Downloads each image with browser-like headers (including Referer derived from the source page), validates format by magic bytes, and saves it as a CONTENT_IMAGE asset.
Rewrites each original URL in the HTML to /api/assets/{assetId}.
Persists the rewritten HTML back and records per-bookmark status (pending / success / failure) in a new bookmarkLinks.contentImageStatus column.
Cleans up stale content images no longer referenced in the re-crawled HTML.

Reader view then renders cached assets — images survive source outages and hotlink restrictions.

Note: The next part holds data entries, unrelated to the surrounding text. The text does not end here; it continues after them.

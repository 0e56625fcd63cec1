//! Review decisions and publish packages

use super::sqlite::json_col;
use super::traits::{StorageError, StorageResult};
use crate::model::*;
use rusqlite::{params, Connection, OptionalExtension};

pub fn insert_decision(conn: &Connection, decision: &ReviewDecision) -> StorageResult<()> {
    conn.execute(
        "INSERT INTO review_decisions (review_id, object_type, object_id, decision, reviewer_id, notes, created_at)
         VALUES (?1, ?2, ?3, ?4, ?5, ?6, ?7)",
        params![
            decision.review_id,
            decision.object_type,
            decision.object_id,
            decision.decision,
            decision.reviewer_id,
            decision.notes,
            decision.created_at,
        ],
    )
    .map_err(StorageError::classify)?;
    Ok(())
}

pub fn decisions_for(conn: &Connection, object_id: &str) -> StorageResult<Vec<ReviewDecision>> {
    let mut stmt = conn.prepare(
        "SELECT review_id, object_type, object_id, decision, reviewer_id, notes, created_at
         FROM review_decisions WHERE object_id = ?1 ORDER BY created_at, rowid",
    )?;
    let rows = stmt
        .query_map(params![object_id], |row| {
            Ok(ReviewDecision {
                review_id: row.get(0)?,
                object_type: row.get(1)?,
                object_id: row.get(2)?,
                decision: row.get(3)?,
                reviewer_id: row.get(4)?,
                notes: row.get(5)?,
                created_at: row.get(6)?,
            })
        })?
        .collect::<Result<Vec<_>, _>>()?;
    Ok(rows)
}

/// Latest non-empty reviewer note on an object.
pub fn latest_note(conn: &Connection, object_id: &str) -> StorageResult<Option<String>> {
    Ok(conn
        .query_row(
            "SELECT notes FROM review_decisions
             WHERE object_id = ?1 AND length(trim(coalesce(notes, ''))) > 0
             ORDER BY created_at DESC, rowid DESC LIMIT 1",
            params![object_id],
            |row| row.get(0),
        )
        .optional()?)
}

/// Number of objects of a reviewable type in the given reviewer state.
pub fn count_in_review_state(
    conn: &Connection,
    object_type: ReviewableType,
    state: ReviewerState,
) -> StorageResult<usize> {
    let table = match object_type {
        ReviewableType::Passage => "passages",
        ReviewableType::Tag => "tags",
        ReviewableType::Link => "links",
        ReviewableType::Flag => "flags",
    };
    let count: i64 = conn.query_row(
        &format!("SELECT COUNT(*) FROM {} WHERE reviewer_state = ?1", table),
        params![state],
        |row| row.get(0),
    )?;
    Ok(count as usize)
}

pub fn insert_package(conn: &Connection, package: &PublishPackage) -> StorageResult<()> {
    conn.execute(
        "INSERT INTO publish_packages (package_id, object_type, object_id, content_hash, snapshot, created_at)
         VALUES (?1, ?2, ?3, ?4, ?5, ?6)",
        params![
            package.package_id,
            package.object_type,
            package.object_id,
            package.content_hash,
            serde_json::to_string(&package.snapshot)?,
            package.created_at,
        ],
    )
    .map_err(StorageError::classify)?;
    Ok(())
}

pub fn find_package(
    conn: &Connection,
    object_type: ReviewableType,
    object_id: &str,
) -> StorageResult<Option<PublishPackage>> {
    Ok(conn
        .query_row(
            "SELECT package_id, object_type, object_id, content_hash, snapshot, created_at
             FROM publish_packages WHERE object_type = ?1 AND object_id = ?2",
            params![object_type, object_id],
            |row| {
                Ok(PublishPackage {
                    package_id: row.get(0)?,
                    object_type: row.get(1)?,
                    object_id: row.get(2)?,
                    content_hash: row.get(3)?,
                    snapshot: json_col(row, 4)?,
                    created_at: row.get(5)?,
                })
            },
        )
        .optional()?)
}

Key design decisions and why

1. Separate worker, not inline in the crawler

The crawler already has many failure modes (browser crash, timeout, quota). Folding image downloads into the same code path would let one slow or broken image stall or fail an otherwise successful crawl. A dedicated worker with its own queue isolates reliability domains and lets us tune retries independently.

Origin of this decision: proposed by @MohamedBassem on #1563 — "maybe the crawler can spin up a new job to do the image downloads to not degrade the reliability of the crawler worker." (comment)

2. Default OFF (`CRAWLER_STORE_CONTENT_IMAGES=false`)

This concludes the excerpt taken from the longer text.